Zapata fue condenado a perpetua por el crimen del odontólogo
El “criminal de las rutas” acumuló su quinta condena. Las anteriores, por robos y violaciones, sumaban 35 años de cárcel.
Cipolletti
CIPOLLETTI (AC).- Prisión perpetua para José Antonio Zapata y absolución para el sobrino. Ese fue el resultado del juicio por el homicidio del odontólogo Héctor Parlanti, que ocurrió en enero de 2012. Los jueces de la Cámara Primera dieron por acreditado que “el criminal de las rutas” fue el autor del asesinato, aunque no encontraron pruebas suficientes para condenar también al sobrino, quien en ese momento tenía 17 años.
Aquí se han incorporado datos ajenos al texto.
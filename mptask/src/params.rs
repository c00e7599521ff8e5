//! # Viapoint task parameters
//!
//! Parameter file layout for [`crate::TaskViapoint`], loaded with
//! [`util::params::load`].

// ---------------------------------------------------------------------------
// IMPORTS
// ---------------------------------------------------------------------------

// External
use serde::Deserialize;

// ---------------------------------------------------------------------------
// DATA STRUCTURES
// ---------------------------------------------------------------------------

/// Viapoint task parameters.
#[derive(Debug, Clone, Deserialize)]
pub struct Params {
    /// The intermediate point the trajectory should pass through
    pub viapoint: Vec<f64>,

    /// The time at which the distance to the viapoint is evaluated. If
    /// absent the minimum distance over the whole trajectory is used
    /// instead.
    pub viapoint_time: Option<f64>,

    /// Radius around the viapoint within which the viapoint cost is zero
    pub viapoint_radius: f64,

    /// The terminal goal point
    pub goal: Vec<f64>,

    /// The time by which the trajectory should have settled on the goal
    pub goal_time: f64,

    /// Weight of the viapoint cost component
    pub viapoint_weight: f64,

    /// Weight of the acceleration cost component
    pub acceleration_weight: f64,

    /// Weight of the goal-delay cost component
    pub goal_weight: f64,
}

// ---------------------------------------------------------------------------
// TESTS
// ---------------------------------------------------------------------------

#[cfg(test)]
mod test {
    use super::*;
    use crate::task::Task;
    use crate::viapoint::TaskViapoint;

    #[test]
    fn test_load_params() {
        let file = "
            viapoint = [1.0, -1.0]
            viapoint_time = 2.0
            viapoint_radius = 0.25
            goal = [2.0, 0.5]
            goal_time = 5.0
            viapoint_weight = 1.0
            acceleration_weight = 0.0001
            goal_weight = 1.0
        ";

        let path = std::env::temp_dir().join("task_viapoint_params.toml");
        std::fs::write(&path, file).unwrap();

        let params: Params = util::params::load(&path).unwrap();
        assert_eq!(params.viapoint, vec![1.0, -1.0]);
        assert_eq!(params.viapoint_time, Some(2.0));

        let task = TaskViapoint::from_params(&params).unwrap();
        assert_eq!(task.n_dims(), 2);
        assert_eq!(task.n_cost_components(), 3);
    }

    #[test]
    fn test_absent_time_is_minimum_distance() {
        let file = "
            viapoint = [0.5]
            viapoint_radius = 0.0
            goal = [1.0]
            goal_time = -1.0
            viapoint_weight = 1.0
            acceleration_weight = 0.0
            goal_weight = 0.0
        ";

        let path = std::env::temp_dir().join("task_viapoint_params_min_dist.toml");
        std::fs::write(&path, file).unwrap();

        let params: Params = util::params::load(&path).unwrap();
        assert_eq!(params.viapoint_time, None);

        let task = TaskViapoint::from_params(&params).unwrap();
        let ts = util::maths::linspace(0.0, 1.0, 5);
        let y = nalgebra::DMatrix::from_fn(5, 1, |i, _| 0.25 * (i as f64));
        let ydd = nalgebra::DMatrix::zeros(5, 1);

        // Closest approach to 0.5 is exact, so the cost is zero
        let costs = task.compute_costs(&ts, &y, &ydd).unwrap();
        assert_eq!(costs[0], 0.0);
    }
}
//! Generic parameters functions

// ---------------------------------------------------------------------------
// IMPORTS
// ---------------------------------------------------------------------------

use serde::de::DeserializeOwned;
use std::fs::read_to_string;
use std::path::Path;
use thiserror::Error;
use toml;

// ---------------------------------------------------------------------------
// ENUMERATIONS
// ---------------------------------------------------------------------------

/// An error that occurs during loading of a parameter file.
#[derive(Debug, Error)]
pub enum LoadError {
    #[error("Cannot load the parameter file: {0}")]
    FileLoadError(std::io::Error),

    #[error("Cannot read the parameter file: {0}")]
    DeserialiseError(toml::de::Error),
}

// ---------------------------------------------------------------------------
// PUBLIC FUNCTIONS
// ---------------------------------------------------------------------------

/// Load a parameter file from the given path.
pub fn load<P>(param_file_path: &Path) -> Result<P, LoadError>
where
    P: DeserializeOwned,
{
    // Load the file into a string
    let params_str = match read_to_string(param_file_path) {
        Ok(s) => s,
        Err(e) => return Err(LoadError::FileLoadError(e)),
    };

    // Parse the string into the parameter struct
    match toml::from_str(params_str.as_str()) {
        Ok(p) => Ok(p),
        Err(e) => Err(LoadError::DeserialiseError(e)),
    }
}
//! # Integration Step Benchmark
//!
//! Benchmarks the real-time path of the gain schedule extension: repeated
//! fixed-step integration with per-step gain prediction.

use criterion::{criterion_group, criterion_main, Criterion};
use nalgebra::{DMatrix, DVector};
use std::path::Path;

use mprim::primitive::phase_index;
use mprim::{
    AnalyticalSolution, FuncApproxError, FunctionApproximator, GainSchedulePrimitive,
    MovementPrimitive, PrimitiveError, Trajectory,
};

/// Base primitive with exponentially decaying phase and linear positions.
#[derive(Clone)]
struct BenchPrimitive {
    dim: usize,
}

impl MovementPrimitive for BenchPrimitive {
    fn dim_orig(&self) -> usize {
        self.dim
    }

    fn integrate_start(&self, x: &mut DVector<f64>, xd: &mut DVector<f64>) {
        x.fill(0.0);
        xd.fill(0.0);
        x[phase_index(self.dim)] = 1.0;
    }

    fn integrate_step(
        &self,
        dt: f64,
        x: &DVector<f64>,
        x_next: &mut DVector<f64>,
        xd_next: &mut DVector<f64>,
    ) {
        let phase_idx = phase_index(self.dim);
        x_next.copy_from(x);
        xd_next.fill(0.0);

        for d in 0..self.dim {
            x_next[d] = x[d] + dt;
            xd_next[d] = 1.0;
        }
        x_next[phase_idx] = x[phase_idx] * (1.0 - dt);
        xd_next[phase_idx] = -x[phase_idx];
    }

    fn analytical_solution(&self, ts: &DVector<f64>) -> AnalyticalSolution {
        let t = ts.len();
        let n = 3 * self.dim + 1;
        AnalyticalSolution {
            xs: DMatrix::zeros(t, n),
            xds: DMatrix::zeros(t, n),
            forcing_terms: DMatrix::zeros(t, self.dim),
            forcing_outputs: DMatrix::zeros(t, self.dim),
        }
    }

    fn states_as_trajectory(
        &self,
        ts: &DVector<f64>,
        xs: &DMatrix<f64>,
        xds: &DMatrix<f64>,
    ) -> Trajectory {
        Trajectory::new(
            ts.clone(),
            xs.columns(0, self.dim).into_owned(),
            xds.columns(0, self.dim).into_owned(),
            DMatrix::zeros(ts.len(), self.dim),
        )
        .unwrap()
    }

    fn train(
        &mut self,
        _trajectory: &Trajectory,
        _save_directory: Option<&Path>,
        _overwrite: bool,
    ) -> Result<(), PrimitiveError> {
        Ok(())
    }

    fn clone_box(&self) -> Box<dyn MovementPrimitive> {
        Box::new(self.clone())
    }
}

/// Approximator predicting `slope * phase`.
#[derive(Clone)]
struct BenchApproximator {
    slope: f64,
}

impl FunctionApproximator for BenchApproximator {
    fn is_trained(&self) -> bool {
        true
    }

    fn predict(
        &self,
        inputs: &DVector<f64>,
        outputs: &mut DVector<f64>,
    ) -> Result<(), FuncApproxError> {
        for i in 0..inputs.len() {
            outputs[i] = self.slope * inputs[i];
        }
        Ok(())
    }

    fn train(
        &mut self,
        _inputs: &DVector<f64>,
        _targets: &DVector<f64>,
        _save_directory: Option<&Path>,
        _overwrite: bool,
    ) -> Result<(), FuncApproxError> {
        Ok(())
    }

    fn retrain(
        &mut self,
        _inputs: &DVector<f64>,
        _targets: &DVector<f64>,
        _save_directory: Option<&Path>,
        _overwrite: bool,
    ) -> Result<(), FuncApproxError> {
        Ok(())
    }

    fn clone_box(&self) -> Box<dyn FunctionApproximator> {
        Box::new(self.clone())
    }
}

fn integrate_step_benchmark(c: &mut Criterion) {
    let dim = 3;
    let schedules = (0..dim)
        .map(|d| {
            Some(Box::new(BenchApproximator {
                slope: d as f64 + 1.0,
            }) as Box<dyn FunctionApproximator>)
        })
        .collect();

    let mut gsp =
        GainSchedulePrimitive::new(Box::new(BenchPrimitive { dim }), schedules).unwrap();

    let state_len = 3 * dim + 1;
    let mut x = DVector::zeros(state_len);
    let mut xd = DVector::zeros(state_len);
    let mut gains = DVector::zeros(dim);
    gsp.integrate_start(&mut x, &mut xd, &mut gains).unwrap();

    let mut x_next = DVector::zeros(state_len);
    let mut xd_next = DVector::zeros(state_len);

    c.bench_function("GainSchedulePrimitive::integrate_step", |b| {
        b.iter(|| {
            gsp.integrate_step(0.001, &x, &mut x_next, &mut xd_next, &mut gains)
                .unwrap();
            x.copy_from(&x_next);
        })
    });
}

criterion_group!(benches, integrate_step_benchmark);
criterion_main!(benches);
Apenas se conoció el fallo, María Paula Rossaroli, la viuda de la víctima, quedó conmovida: “Perdónenme, no puedo hablar”, dijo en medio del llanto. Su abogado, Diego Vázquez, manifestó que están “parcialmente conformes” aunque reconoció que sabían que “había muy poca prueba” para condenar al menor.
El camarista Álvaro Meynet sostuvo, en la lectura del fallo, que Zapata abordó a Parlanti en un medio “inhóspito y oscuro” y aprovechó el estado en que se encontraba, lo alejó de la ruta a más de 10 metros del camino y le disparó. Entre los agravantes el tribunal consideró el “desprecio a la vida humana” de Zapata.
El odontólogo Parlanti fue asesinado en la madrugada del 7 de enero de 2012 en la ruta provincial 70 que une Cinco Saltos con el lago Pellegrini. Había cenado junto a su familia en la casa que un cuñado tiene en la península y, pasada la medianoche, regresaron a Centenario. La Fiat Idea Adventure resultó con dos neumáticos averiados y la víctima tuvo que estacionarla a un costado del camino. Las personas que lo acompañaban, entre ellas María Paula, continuaron en otro vehículo y fueron a buscar auxilio. Al amanecer, Rossaroli regresó y lo encontró muerto de un disparo en el abdomen.
El fallo fue unánime y Zapata terminó condenado como autor del “homicidio criminis causa”, que significa matar para ocultar otro delito, en este caso el robo de las pertenencias del odontólogo.
En la indagatoria el condenado, de 37 años, admitió que la noche previa habían colocado en la ruta planchuelas de acero tipo “miguelitos”. Reconoció que su objetivo era robar pero negó su intención homicida. Es más, dijo que el disparo se le había escapado porque llevaba guantes y eso le dificultó manipular el revólver calibre 32. Dijo que quiso intimidar a la víctima y que pasó el arma por la ventanilla de la camioneta. Antes había roto el vidrio con una piedra.
Las pruebas testimoniales y científicas comprometieron seriamente a Zapata. Después de ser detenido por el homicidio de Parlanti lo apodaron como “el criminal de las rutas”, ya que del allanamiento en su domicilio hallaron evidencia que sirvió para reprocharle otros graves delitos por los que ya acumuló con condena firme 35 años de prisión.
El tribunal estuvo presidido por Meynet e integrado por los jueces Julio Sueldo y Sonia Martín. El fiscal fue Gustavo Herrera y también intervinieron los defensores públicos Juan Pablo Piombo, Sebastián Nolivo y Lilian Rodríguez. Los querellantes fueron Vázquez e Iván Chelía.